Von Christina Sartori | 21.07.2015
    Ein Hausarzt sitzt in seinem Beratungszimmer vor einem Computer
    Der Beruf des Hausarztes bietet unter anderem eine engere Patientenbindung sowie eine bessere Vereinbarung von Familie und Beruf. (dpa / picture alliance / Klaus Rose)
    Doktor Wolfgang Kreischer ist Hausarzt in Berlin, seit über 30 Jahren. Würde er einem Medizinstudenten heute dazu raten, Hausarzt zu werden?
    "Unbedingt! Ich denke, es ist der Beruf oder die Fachrichtung mit dem größten Spektrum und ich hab das Gefühl, dass ich manchmal Teil der Familien bin, weil: Ich kenn die Familien sehr lange, ich kenn die Kinder, ich kenn die Enkelkinder und ich werd praktisch bei jeder Frage, die sich auftut, konsultiert. Gerade auch so die Fragen in Richtung Psychosomatik und allgemeine Lebensführung."
    Keinesfalls langweilige Routine
    Trotzdem haben nur wenige Medizinstudenten das Ziel, sich später als Hausarzt niederzulassen. Sie verbinden mit dem Beruf des Hausarztes Husten, Schnupfen und andere Zipperlein, tagein tagaus - langweilige Routine, keine medizinischen Herausforderungen. Ein Vorurteil, findet Wolfgang Kreischer:
    "Naja, das ist ein bisschen arrogant bzw. zeugt von Unkenntnis. Natürlich gibt es Patienten mit Schnupfen und mit Husten in der Praxis, aber es gibt auch ganz exotische Fälle, die sonst ein Arzt nicht sieht."
    Genauso sehen es auch die Hausärzte, die Professor Wolfgang Himmel von der Universität Göttingen befragt hat. Sie alle arbeiten auf dem Land – auch das ein eher unbeliebtes Berufsmerkmal bei Studierenden. Dabei ist gerade hier die Vielseitigkeit des Hausarztes gefordert. Wolfgang Himmel zitiert einen Landarzt:
    "Gerade hier auf dem Dorf in der Praxis siehst du alles, die kommen selbst mit abgeschnittenen fingern hier rein und sagen: Erst mal gucken wir hier, ne? Lass´ dir mal was einfallen. Und das ist eigentlich das, was es spannend macht. In der Stadt siehst du das vielleicht nicht so häufig. Aber hier auf dem Dorf: Da siehst du alles."
    Vorteile des Landarztlebens
    Wolfgang Himmel ist überrascht, wie positiv die Landärzte ihren Beruf sehen. Denn unter Medizinstudenten ist er nicht sehr beliebt. Auch, weil sie damit ständige Einsatzbereitschaft und wenig Freizeit verbinden. Zu Unrecht, wie die Befragten berichten:
    "Fast alle haben mehr oder minder deutlich zum Ausdruck gebracht, dass die Tätigkeit als niedergelassener Hausarzt auf dem Land recht gut sich mit Familienleben, mit Privatleben verbinden lässt. Ja es war sogar so, dass man das Gefühl hatte, es ist ein deutlich entspannteres Leben mit den Kindern auf dem Land möglich."

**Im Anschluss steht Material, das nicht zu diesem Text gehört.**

//! Quiz assembly and publication.
//!
//! Turns authored questions plus an access specification into a [`Quiz`].
//! Assembly validates every question (fail-fast) and checks the student
//! selection against the roster of the quiz's class.

use std::collections::{BTreeSet, HashSet};

use chrono::{DateTime, Utc};
use uuid::Uuid;

use crate::error::{ErrorKind, ValidationError};
use crate::model::{AccessType, Question, Quiz, Student, Visibility};
use crate::question::validate_question;

/// Descriptive and policy fields supplied by the quiz author.
#[derive(Debug, Clone)]
pub struct QuizMeta {
    /// Left empty to have an id generated.
    pub id: String,
    pub title: String,
    pub description: String,
    pub subject: String,
    pub class_semester: String,
    /// Author-declared total. Informational only; the assembled quiz always
    /// reports the sum of its question marks.
    pub total_marks: Option<f64>,
    pub passing_percentage: f64,
    pub time_limit_minutes: Option<u32>,
    pub max_attempts: u32,
    pub starts_at: Option<DateTime<Utc>>,
    pub ends_at: Option<DateTime<Utc>>,
}

impl Default for QuizMeta {
    fn default() -> Self {
        Self {
            id: String::new(),
            title: String::new(),
            description: String::new(),
            subject: String::new(),
            class_semester: String::new(),
            total_marks: None,
            passing_percentage: 60.0,
            time_limit_minutes: None,
            max_attempts: 1,
            starts_at: None,
            ends_at: None,
        }
    }
}

/// Who the quiz is for.
#[derive(Debug, Clone, PartialEq, Eq)]
pub struct AccessSpec {
    pub access_type: AccessType,
    pub assigned_student_ids: BTreeSet<String>,
}

impl AccessSpec {
    pub fn all_class() -> Self {
        Self {
            access_type: AccessType::AllClass,
            assigned_student_ids: BTreeSet::new(),
        }
    }

    pub fn selected<I, S>(ids: I) -> Self
    where
        I: IntoIterator<Item = S>,
        S: Into<String>,
    {
        Self {
            access_type: AccessType::SelectedStudents,
            assigned_student_ids: ids.into_iter().map(Into::into).collect(),
        }
    }
}

/// Assemble a draft quiz.
///
/// `roster` is the result of the roster lookup; only students of
/// `meta.class_semester` may be selected.
pub fn assemble_quiz(
    meta: QuizMeta,
    questions: Vec<Question>,
    access: AccessSpec,
    roster: &[Student],
) -> Result<Quiz, ValidationError> {
    if meta.title.trim().is_empty() {
        return Err(
            ValidationError::new(ErrorKind::EmptyField, "quiz title is empty").with_field("title"),
        );
    }
    if !(0.0..=100.0).contains(&meta.passing_percentage) {
        return Err(ValidationError::new(
            ErrorKind::InvalidMarks,
            format!(
                "passing percentage must be between 0 and 100, got {}",
                meta.passing_percentage
            ),
        )
        .with_field("passing_percentage"));
    }
    if meta.max_attempts == 0 {
        return Err(ValidationError::new(
            ErrorKind::InvalidMarks,
            "a quiz must allow at least one attempt",
        )
        .with_field("max_attempts"));
    }

    let mut validated = Vec::with_capacity(questions.len());
    let mut seen_ids = HashSet::new();
    for (position, question) in questions.into_iter().enumerate() {
        if !seen_ids.insert(question.id.clone()) {
            return Err(ValidationError::new(
                ErrorKind::DuplicateQuestionId,
                format!("duplicate question id: {}", question.id),
            )
            .with_field(format!("questions[{position}].id"))
            .at_position(position));
        }
        let valid = validate_question(question).map_err(|e| {
            let field = match &e.field {
                Some(f) => format!("questions[{position}].{f}"),
                None => format!("questions[{position}]"),
            };
            e.with_field(field).at_position(position)
        })?;
        validated.push(valid.into_inner());
    }

    let class_semester = meta.class_semester.trim().to_string();
    let assigned_student_ids = resolve_access(&class_semester, access, roster)?;

    let quiz = Quiz {
        id: if meta.id.trim().is_empty() {
            Uuid::new_v4().to_string()
        } else {
            meta.id
        },
        title: meta.title,
        description: meta.description,
        subject: meta.subject,
        class_semester,
        access_type: if assigned_student_ids.is_empty() {
            AccessType::AllClass
        } else {
            AccessType::SelectedStudents
        },
        assigned_student_ids,
        questions: validated,
        visibility: Visibility::Draft,
        passing_percentage: meta.passing_percentage,
        time_limit_minutes: meta.time_limit_minutes,
        max_attempts: meta.max_attempts,
        starts_at: meta.starts_at,
        ends_at: meta.ends_at,
        created_at: Utc::now(),
    };

    if let Some(declared) = meta.total_marks {
        let computed = quiz.total_marks();
        if (declared - computed).abs() > f64::EPSILON {
            tracing::debug!(
                quiz = %quiz.id,
                declared,
                computed,
                "declared total marks differ from question sum, using computed"
            );
        }
    }

    Ok(quiz)
}

/// Returns the assigned student set, empty for class-wide access.
fn resolve_access(
    class_semester: &str,
    access: AccessSpec,
    roster: &[Student],
) -> Result<BTreeSet<String>, ValidationError> {
    if class_semester.is_empty() {
        return Err(ValidationError::new(
            ErrorKind::InvalidClassSemester,
            "a class/semester is required",
        )
        .with_field("class_semester"));
    }

    match access.access_type {
        AccessType::AllClass => {
            if !access.assigned_student_ids.is_empty() {
                tracing::debug!(
                    count = access.assigned_student_ids.len(),
                    "ignoring student selection for class-wide quiz"
                );
            }
            Ok(BTreeSet::new())
        }
        AccessType::SelectedStudents => {
            if access.assigned_student_ids.is_empty() {
                return Err(ValidationError::new(
                    ErrorKind::EmptyStudentSelection,
                    "select at least one student",
                )
                .with_field("assigned_student_ids"));
            }

            let eligible: HashSet<&str> = roster
                .iter()
                .filter(|s| s.class_semester == class_semester)
                .map(|s| s.id.as_str())
                .collect();

            if let Some(unknown) = access
                .assigned_student_ids
                .iter()
                .find(|id| !eligible.contains(id.as_str()))
            {
                return Err(ValidationError::new(
                    ErrorKind::UnknownStudent,
                    format!("student {unknown} is not enrolled in {class_semester}"),
                )
                .with_field("assigned_student_ids"));
            }

            Ok(access.assigned_student_ids)
        }
    }
}

/// Make a quiz visible to its students. Requires at least one question.
pub fn publish_quiz(quiz: &Quiz) -> Result<Quiz, ValidationError> {
    if quiz.questions.is_empty() {
        return Err(ValidationError::new(
            ErrorKind::EmptyQuiz,
            format!("quiz '{}' has no questions", quiz.title),
        )
        .with_field("questions"));
    }
    let mut next = quiz.clone();
    next.visibility = Visibility::Published;
    Ok(next)
}

/// Return a quiz to draft.
pub fn unpublish_quiz(quiz: &Quiz) -> Quiz {
    let mut next = quiz.clone();
    next.visibility = Visibility::Draft;
    next
}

    Das mag daran liegen, dass sich die Strukturen für selbstständige Ärzte geändert haben in den vergangenen Jahren, erklärt Hausarzt Wolfgang Kreischer:
    "Wir haben heute viel mehr Kooperationsformen wie früher. Es wird auch, hoffentlich, diese hausärztlichen Versorgungszentren geben, es werden mehr Ärzte in die Anstellung wollen, besonders die Ärztinnen. Ich denke, dass durch diese neuen Modelle: Gemeinschaftspraxis, Berufsausübungsgemeinschaft und medizinische Versorgungszentren, dass da die kollegiale Zusammenarbeit gefördert wird und man eine gute Balance zwischen Arbeitswelt und Privatleben finden kann."
    Mehr Präsenz an den Unis gefordert
    Auch mit der finanziellen Situation sind die befragten Landärzte prinzipiell zufrieden. Wie kommt es dann, dass unter Medizinstudenten der Hausarzt, erst recht der Hausarzt auf dem Land, so einen schlechten Ruf hat? Durch die Unwissenheit, meint Wolfgang Kreischer, der auch Vorsitzender des deutschen Hausärzteverbandes Berlin –Brandenburg ist.
    "Die Allgemeinmedizin müsste natürlich in der Lehre und in der Forschung auch an der Uni mehr präsent sein. Also, wir bräuchten definitiv in jedem Bundesland Lehrstühle für Allgemeinmedizin."
    Damit Studenten aus erster Hand erfahren, wie der Alltag eines Allgemeinmediziners, eines Hausarztes, wirklich aussieht. Denn anscheinend gilt auch bezüglich des Haus und Landarztes: Vorurteile entstehen dort, wo es wenig Erfahrung gibt.